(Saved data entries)
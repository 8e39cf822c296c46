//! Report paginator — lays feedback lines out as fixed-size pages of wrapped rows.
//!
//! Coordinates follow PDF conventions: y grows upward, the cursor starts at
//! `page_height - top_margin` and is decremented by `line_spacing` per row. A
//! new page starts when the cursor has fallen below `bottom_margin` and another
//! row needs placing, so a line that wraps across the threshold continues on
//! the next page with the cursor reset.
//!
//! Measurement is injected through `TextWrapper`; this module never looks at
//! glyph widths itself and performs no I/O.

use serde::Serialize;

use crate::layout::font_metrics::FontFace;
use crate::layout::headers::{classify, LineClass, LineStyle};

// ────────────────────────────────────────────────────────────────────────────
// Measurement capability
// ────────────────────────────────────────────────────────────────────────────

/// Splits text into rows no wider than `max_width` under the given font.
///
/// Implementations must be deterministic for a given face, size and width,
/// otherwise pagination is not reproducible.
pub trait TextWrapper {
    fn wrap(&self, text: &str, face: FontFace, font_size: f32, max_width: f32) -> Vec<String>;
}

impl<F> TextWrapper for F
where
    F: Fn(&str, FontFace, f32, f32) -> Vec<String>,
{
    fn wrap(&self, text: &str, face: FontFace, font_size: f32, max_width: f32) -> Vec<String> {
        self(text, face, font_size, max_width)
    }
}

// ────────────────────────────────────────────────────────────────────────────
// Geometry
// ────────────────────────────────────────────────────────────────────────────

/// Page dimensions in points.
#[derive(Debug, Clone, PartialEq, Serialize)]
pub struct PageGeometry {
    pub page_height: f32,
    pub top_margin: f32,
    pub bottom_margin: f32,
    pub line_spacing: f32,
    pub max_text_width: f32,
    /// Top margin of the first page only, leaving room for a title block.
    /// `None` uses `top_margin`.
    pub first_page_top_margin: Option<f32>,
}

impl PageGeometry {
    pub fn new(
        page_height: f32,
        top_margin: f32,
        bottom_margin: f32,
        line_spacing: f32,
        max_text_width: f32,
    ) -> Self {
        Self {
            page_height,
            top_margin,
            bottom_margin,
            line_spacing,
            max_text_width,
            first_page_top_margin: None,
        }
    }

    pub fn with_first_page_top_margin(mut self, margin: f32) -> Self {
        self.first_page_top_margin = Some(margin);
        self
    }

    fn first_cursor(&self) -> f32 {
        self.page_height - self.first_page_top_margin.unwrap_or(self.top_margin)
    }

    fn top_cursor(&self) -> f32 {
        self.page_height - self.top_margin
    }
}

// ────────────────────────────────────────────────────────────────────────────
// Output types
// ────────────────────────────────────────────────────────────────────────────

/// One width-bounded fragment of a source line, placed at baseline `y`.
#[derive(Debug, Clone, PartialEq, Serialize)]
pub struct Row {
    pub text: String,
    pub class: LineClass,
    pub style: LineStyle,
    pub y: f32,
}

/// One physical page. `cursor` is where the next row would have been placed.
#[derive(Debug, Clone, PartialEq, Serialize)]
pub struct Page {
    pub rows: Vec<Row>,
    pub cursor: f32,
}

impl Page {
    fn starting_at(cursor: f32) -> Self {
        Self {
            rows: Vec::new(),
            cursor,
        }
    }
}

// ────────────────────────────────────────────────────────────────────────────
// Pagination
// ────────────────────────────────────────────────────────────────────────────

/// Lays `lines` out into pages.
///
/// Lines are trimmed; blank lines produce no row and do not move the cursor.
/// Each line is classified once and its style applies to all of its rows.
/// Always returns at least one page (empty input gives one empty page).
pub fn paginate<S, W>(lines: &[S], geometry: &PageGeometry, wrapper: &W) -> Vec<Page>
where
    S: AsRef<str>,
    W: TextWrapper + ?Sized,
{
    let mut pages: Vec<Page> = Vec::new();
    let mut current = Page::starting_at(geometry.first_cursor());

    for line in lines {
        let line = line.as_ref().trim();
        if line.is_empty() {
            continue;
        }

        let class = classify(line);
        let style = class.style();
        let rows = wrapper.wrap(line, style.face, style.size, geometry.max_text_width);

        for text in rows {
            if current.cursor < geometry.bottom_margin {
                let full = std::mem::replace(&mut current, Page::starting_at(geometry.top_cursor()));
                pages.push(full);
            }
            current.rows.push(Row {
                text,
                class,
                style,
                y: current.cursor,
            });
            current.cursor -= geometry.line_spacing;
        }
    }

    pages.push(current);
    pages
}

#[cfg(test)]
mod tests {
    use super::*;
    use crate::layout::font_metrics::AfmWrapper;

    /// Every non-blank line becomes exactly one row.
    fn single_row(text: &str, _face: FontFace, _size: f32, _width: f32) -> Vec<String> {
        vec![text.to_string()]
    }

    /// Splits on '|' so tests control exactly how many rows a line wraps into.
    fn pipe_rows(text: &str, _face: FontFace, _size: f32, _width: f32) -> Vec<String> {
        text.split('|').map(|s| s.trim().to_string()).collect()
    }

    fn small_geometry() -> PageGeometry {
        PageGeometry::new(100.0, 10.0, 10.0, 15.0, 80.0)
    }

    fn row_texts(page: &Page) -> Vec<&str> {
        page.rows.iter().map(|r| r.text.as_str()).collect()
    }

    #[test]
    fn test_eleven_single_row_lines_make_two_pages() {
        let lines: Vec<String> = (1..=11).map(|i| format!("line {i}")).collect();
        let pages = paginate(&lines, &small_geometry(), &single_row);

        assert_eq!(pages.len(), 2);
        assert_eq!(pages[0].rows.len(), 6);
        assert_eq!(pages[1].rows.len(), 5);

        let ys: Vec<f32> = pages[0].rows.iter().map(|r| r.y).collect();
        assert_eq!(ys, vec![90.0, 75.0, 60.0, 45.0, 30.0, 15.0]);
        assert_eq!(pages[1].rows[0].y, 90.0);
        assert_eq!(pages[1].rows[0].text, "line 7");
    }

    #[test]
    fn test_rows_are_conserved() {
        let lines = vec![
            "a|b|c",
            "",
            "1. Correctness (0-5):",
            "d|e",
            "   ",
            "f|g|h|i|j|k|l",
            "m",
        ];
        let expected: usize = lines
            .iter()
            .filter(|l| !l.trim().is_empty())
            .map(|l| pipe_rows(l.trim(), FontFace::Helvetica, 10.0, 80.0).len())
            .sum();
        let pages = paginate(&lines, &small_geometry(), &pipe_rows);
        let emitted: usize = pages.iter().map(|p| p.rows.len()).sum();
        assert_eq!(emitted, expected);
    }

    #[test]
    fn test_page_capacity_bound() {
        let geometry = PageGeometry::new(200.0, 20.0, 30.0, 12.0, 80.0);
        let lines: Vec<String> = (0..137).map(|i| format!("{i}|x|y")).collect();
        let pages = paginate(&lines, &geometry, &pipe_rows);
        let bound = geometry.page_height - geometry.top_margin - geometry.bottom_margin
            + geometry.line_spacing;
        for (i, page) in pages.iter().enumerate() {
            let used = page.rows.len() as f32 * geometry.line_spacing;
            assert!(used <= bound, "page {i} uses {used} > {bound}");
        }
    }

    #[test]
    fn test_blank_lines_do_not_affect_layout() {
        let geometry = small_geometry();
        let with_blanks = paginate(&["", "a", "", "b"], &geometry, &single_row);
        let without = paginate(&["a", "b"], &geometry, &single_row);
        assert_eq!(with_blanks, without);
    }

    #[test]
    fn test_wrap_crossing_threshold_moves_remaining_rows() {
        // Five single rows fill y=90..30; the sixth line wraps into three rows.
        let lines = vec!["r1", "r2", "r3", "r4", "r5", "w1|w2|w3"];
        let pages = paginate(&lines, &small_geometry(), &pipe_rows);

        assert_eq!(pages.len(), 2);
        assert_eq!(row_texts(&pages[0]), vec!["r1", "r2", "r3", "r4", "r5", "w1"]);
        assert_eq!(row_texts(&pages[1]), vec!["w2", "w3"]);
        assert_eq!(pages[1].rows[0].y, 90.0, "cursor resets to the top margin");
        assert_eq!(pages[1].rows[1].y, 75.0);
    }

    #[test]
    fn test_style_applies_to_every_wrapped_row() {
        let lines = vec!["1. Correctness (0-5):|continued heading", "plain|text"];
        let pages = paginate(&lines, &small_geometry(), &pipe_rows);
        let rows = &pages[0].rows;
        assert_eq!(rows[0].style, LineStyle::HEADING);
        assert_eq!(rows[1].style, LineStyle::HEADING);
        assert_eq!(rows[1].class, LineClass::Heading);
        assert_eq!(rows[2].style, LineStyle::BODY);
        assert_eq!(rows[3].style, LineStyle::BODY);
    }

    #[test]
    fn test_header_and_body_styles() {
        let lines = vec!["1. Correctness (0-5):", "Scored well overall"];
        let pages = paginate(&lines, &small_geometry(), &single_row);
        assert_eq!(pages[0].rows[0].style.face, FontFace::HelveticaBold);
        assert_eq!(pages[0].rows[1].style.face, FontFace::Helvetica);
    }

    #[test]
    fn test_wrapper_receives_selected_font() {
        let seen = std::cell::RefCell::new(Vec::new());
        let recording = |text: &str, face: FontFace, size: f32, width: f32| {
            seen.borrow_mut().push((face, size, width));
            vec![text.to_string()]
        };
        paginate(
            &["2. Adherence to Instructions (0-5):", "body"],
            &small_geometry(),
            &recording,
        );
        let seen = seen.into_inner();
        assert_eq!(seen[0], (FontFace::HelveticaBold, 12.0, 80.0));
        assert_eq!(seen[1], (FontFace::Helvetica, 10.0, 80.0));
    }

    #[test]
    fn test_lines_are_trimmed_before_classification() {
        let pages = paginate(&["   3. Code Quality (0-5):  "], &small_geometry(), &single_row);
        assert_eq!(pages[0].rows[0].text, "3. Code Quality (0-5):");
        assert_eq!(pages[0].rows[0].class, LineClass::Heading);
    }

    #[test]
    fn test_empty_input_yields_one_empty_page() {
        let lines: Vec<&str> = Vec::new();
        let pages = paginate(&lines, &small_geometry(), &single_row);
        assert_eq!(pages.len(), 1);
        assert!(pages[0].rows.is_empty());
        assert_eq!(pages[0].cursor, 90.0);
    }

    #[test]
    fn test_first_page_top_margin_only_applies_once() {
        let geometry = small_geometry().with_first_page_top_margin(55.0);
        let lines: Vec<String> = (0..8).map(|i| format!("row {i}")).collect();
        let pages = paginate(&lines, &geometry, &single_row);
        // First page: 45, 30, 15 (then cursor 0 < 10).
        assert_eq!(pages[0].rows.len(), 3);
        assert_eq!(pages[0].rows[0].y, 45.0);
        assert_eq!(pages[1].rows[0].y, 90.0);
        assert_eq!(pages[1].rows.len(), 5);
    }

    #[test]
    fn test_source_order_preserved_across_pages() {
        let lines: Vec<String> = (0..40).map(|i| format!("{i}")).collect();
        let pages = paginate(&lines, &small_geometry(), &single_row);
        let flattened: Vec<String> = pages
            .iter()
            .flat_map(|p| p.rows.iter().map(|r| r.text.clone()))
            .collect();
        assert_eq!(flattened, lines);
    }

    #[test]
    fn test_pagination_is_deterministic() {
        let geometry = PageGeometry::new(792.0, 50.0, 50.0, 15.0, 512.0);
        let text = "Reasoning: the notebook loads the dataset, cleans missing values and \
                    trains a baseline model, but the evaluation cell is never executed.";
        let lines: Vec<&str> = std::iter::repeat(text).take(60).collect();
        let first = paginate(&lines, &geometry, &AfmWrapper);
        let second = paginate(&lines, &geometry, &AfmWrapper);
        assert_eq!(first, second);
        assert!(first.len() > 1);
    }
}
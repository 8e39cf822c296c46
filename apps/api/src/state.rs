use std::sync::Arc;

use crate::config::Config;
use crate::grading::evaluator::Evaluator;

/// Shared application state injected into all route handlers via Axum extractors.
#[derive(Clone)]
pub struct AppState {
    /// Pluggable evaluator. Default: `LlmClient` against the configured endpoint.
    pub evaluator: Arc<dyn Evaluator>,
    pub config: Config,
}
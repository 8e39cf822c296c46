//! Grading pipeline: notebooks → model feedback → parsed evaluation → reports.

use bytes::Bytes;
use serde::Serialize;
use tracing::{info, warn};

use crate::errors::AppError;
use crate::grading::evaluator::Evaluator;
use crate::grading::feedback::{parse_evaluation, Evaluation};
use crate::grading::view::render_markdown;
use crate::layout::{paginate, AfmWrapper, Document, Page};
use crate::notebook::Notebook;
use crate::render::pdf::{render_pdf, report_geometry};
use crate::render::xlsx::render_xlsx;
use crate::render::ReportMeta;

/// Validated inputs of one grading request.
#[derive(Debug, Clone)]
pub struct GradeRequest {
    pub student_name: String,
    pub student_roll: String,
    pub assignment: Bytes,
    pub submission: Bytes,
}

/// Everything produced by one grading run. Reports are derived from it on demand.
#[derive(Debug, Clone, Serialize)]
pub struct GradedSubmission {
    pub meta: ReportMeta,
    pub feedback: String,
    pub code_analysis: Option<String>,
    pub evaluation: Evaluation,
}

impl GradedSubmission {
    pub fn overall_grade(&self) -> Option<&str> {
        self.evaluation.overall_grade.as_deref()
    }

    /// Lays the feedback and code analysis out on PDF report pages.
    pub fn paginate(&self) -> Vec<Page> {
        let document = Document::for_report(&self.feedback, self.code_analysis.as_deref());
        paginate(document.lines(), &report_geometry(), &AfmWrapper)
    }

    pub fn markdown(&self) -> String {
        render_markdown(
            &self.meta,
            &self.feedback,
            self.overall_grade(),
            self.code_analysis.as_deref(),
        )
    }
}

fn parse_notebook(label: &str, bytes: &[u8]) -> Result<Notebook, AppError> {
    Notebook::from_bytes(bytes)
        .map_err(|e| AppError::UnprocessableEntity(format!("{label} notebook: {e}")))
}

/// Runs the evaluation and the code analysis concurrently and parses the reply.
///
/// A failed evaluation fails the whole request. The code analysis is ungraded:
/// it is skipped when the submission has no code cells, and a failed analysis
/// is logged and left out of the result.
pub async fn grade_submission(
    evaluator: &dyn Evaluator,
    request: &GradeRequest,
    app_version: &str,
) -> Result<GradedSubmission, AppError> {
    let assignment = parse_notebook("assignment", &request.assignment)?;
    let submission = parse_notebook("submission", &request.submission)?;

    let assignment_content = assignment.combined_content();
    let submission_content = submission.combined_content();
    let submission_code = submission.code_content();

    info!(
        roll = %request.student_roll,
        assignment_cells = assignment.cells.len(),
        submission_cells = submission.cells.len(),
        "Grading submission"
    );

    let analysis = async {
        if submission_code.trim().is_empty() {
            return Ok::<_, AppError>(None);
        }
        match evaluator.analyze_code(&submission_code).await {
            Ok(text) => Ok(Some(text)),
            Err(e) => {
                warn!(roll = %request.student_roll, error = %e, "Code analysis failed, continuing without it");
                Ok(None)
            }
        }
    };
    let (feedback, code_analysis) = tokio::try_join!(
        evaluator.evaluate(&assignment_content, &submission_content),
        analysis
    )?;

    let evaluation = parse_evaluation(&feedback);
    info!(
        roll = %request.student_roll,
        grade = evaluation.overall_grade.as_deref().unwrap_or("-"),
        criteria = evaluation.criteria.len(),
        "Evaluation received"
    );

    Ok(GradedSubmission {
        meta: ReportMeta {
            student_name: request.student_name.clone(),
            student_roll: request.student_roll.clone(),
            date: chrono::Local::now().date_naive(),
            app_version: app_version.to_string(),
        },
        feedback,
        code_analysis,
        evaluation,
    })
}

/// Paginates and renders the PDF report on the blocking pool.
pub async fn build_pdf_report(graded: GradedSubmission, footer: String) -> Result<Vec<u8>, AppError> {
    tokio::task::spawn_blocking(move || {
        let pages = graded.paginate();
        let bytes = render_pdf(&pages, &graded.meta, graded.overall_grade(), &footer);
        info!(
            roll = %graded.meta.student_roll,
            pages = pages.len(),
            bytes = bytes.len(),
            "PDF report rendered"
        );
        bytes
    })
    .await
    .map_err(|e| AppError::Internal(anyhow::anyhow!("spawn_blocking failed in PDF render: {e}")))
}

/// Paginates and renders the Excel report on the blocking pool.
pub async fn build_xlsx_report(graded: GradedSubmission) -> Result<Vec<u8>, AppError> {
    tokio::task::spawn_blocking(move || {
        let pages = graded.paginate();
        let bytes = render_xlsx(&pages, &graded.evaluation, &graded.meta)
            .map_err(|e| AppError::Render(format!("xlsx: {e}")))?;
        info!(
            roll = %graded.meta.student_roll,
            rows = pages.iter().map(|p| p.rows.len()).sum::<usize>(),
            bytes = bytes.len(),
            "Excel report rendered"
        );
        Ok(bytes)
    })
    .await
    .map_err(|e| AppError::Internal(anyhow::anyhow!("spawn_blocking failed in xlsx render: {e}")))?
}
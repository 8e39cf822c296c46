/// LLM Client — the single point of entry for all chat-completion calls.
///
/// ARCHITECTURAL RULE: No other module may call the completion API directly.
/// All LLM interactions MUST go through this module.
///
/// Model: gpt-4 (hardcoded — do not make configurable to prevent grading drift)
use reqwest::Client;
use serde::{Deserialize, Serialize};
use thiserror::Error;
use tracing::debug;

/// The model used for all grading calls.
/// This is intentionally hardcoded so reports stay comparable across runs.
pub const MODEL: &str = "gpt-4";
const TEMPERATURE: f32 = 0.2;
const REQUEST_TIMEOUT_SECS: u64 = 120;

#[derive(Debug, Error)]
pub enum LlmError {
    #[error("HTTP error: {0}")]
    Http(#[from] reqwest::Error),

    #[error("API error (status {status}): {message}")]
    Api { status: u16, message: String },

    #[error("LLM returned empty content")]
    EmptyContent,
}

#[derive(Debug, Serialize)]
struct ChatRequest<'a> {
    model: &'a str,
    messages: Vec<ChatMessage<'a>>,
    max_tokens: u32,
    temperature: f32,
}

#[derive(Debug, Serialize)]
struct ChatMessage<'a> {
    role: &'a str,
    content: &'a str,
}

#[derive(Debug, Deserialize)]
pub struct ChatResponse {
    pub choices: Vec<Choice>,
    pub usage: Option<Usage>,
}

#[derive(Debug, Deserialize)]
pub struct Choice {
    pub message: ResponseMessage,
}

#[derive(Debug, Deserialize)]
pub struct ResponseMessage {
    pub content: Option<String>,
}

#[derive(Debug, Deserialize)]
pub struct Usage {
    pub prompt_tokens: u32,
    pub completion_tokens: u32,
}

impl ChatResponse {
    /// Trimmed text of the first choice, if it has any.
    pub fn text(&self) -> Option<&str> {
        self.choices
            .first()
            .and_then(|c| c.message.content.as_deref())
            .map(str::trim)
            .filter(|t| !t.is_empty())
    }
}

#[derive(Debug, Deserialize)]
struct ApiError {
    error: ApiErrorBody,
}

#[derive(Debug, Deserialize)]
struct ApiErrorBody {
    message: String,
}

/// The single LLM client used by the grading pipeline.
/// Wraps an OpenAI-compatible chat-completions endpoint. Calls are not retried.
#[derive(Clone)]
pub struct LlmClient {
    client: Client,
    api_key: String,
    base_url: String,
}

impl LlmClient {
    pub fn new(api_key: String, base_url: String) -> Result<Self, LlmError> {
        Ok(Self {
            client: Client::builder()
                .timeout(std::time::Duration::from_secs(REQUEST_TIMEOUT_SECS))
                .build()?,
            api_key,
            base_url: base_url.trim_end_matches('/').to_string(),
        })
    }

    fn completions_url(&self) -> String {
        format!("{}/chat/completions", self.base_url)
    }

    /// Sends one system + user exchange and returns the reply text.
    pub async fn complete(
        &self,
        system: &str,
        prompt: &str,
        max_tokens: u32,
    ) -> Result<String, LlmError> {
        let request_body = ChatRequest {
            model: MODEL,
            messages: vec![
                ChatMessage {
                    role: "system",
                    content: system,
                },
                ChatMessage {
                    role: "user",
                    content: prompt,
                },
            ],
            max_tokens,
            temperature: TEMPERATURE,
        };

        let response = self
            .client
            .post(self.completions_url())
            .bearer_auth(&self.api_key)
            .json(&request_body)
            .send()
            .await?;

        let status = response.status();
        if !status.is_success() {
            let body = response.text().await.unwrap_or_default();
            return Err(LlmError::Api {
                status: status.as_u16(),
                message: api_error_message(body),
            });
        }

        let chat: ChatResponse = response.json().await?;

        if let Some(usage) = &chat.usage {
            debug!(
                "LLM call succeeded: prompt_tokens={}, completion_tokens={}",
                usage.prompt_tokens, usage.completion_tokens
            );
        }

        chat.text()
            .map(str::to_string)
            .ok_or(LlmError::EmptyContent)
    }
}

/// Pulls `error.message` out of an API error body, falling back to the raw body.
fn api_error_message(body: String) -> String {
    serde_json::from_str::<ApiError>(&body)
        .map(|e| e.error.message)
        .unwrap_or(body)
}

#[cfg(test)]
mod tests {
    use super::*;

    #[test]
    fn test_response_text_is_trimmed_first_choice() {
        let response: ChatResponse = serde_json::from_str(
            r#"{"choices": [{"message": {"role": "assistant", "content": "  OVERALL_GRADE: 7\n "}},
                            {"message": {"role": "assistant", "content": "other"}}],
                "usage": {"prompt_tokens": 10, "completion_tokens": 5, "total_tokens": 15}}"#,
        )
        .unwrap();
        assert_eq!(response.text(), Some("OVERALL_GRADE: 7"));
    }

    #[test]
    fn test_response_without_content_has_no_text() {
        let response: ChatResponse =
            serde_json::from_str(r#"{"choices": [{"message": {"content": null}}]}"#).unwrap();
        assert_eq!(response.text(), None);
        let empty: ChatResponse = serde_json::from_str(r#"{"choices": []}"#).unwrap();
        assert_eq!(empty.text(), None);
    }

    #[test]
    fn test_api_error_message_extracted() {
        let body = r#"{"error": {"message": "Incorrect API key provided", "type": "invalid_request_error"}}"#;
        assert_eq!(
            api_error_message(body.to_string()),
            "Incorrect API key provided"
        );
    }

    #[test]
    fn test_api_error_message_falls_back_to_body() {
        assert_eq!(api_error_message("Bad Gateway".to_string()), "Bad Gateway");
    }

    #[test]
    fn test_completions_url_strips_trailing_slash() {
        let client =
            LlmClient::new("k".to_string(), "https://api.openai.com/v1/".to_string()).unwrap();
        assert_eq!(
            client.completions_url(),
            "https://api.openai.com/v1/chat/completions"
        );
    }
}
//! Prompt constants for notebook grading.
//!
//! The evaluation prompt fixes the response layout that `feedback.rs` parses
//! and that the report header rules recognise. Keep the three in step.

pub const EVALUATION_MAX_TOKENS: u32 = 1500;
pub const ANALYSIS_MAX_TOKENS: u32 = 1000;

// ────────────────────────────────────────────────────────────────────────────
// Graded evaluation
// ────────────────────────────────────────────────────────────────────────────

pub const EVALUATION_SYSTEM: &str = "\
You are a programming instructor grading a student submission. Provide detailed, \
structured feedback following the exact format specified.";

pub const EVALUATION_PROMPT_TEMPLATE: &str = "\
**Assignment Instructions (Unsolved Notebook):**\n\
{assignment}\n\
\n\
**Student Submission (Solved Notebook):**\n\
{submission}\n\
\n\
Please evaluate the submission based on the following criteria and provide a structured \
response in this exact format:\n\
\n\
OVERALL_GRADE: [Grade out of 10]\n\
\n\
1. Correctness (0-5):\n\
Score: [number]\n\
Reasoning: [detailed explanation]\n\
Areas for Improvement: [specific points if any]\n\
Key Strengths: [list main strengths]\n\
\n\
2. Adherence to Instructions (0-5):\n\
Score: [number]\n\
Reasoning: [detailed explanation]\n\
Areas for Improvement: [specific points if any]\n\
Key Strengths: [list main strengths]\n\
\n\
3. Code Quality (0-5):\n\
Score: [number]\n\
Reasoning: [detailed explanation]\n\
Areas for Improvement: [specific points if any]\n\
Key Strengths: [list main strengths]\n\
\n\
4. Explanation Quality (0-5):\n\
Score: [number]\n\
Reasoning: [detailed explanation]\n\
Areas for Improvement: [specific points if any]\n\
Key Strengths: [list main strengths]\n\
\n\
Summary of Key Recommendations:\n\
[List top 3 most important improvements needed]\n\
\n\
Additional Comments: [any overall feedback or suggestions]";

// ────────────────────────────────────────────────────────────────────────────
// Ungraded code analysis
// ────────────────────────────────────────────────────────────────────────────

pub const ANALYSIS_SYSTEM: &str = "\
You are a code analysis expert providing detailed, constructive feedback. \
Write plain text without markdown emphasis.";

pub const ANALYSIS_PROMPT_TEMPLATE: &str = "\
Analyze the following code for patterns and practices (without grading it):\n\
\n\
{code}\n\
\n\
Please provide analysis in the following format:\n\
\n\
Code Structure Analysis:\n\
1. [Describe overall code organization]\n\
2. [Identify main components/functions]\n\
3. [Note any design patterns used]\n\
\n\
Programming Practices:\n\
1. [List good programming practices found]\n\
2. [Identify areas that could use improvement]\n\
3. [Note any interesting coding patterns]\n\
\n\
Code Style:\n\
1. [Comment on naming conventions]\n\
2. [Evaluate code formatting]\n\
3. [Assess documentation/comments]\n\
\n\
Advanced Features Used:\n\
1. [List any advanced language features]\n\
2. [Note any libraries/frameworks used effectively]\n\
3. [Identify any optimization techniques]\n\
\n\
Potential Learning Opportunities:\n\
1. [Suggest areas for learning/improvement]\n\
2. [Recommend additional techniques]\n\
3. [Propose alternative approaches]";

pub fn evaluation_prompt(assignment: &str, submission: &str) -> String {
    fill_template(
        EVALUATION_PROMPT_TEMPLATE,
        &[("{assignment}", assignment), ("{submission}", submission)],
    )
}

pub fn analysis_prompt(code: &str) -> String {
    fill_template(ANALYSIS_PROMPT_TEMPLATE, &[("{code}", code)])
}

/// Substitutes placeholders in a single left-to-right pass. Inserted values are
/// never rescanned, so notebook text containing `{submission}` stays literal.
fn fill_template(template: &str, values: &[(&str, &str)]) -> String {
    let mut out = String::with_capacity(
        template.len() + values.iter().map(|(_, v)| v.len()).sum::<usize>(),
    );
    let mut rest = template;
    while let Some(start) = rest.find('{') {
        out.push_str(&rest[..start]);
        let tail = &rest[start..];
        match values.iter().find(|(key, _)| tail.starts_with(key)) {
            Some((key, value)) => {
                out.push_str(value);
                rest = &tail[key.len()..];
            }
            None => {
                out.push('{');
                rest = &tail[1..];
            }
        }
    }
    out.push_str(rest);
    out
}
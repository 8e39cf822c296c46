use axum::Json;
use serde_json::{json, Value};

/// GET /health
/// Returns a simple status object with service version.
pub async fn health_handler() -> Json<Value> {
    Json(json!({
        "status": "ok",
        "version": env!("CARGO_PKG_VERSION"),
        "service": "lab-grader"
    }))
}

▶ Instructions for the task
Please return the lines above exactly, from the first one down to the line with "cursor starts at", and stop after that line.

▶ Result of the exercise
repository 8e39cf822c296c46
//! Report paginator — lays feedback lines out as fixed-size pages of wrapped rows.
//!
//! Coordinates follow PDF conventions: y grows upward, the cursor starts at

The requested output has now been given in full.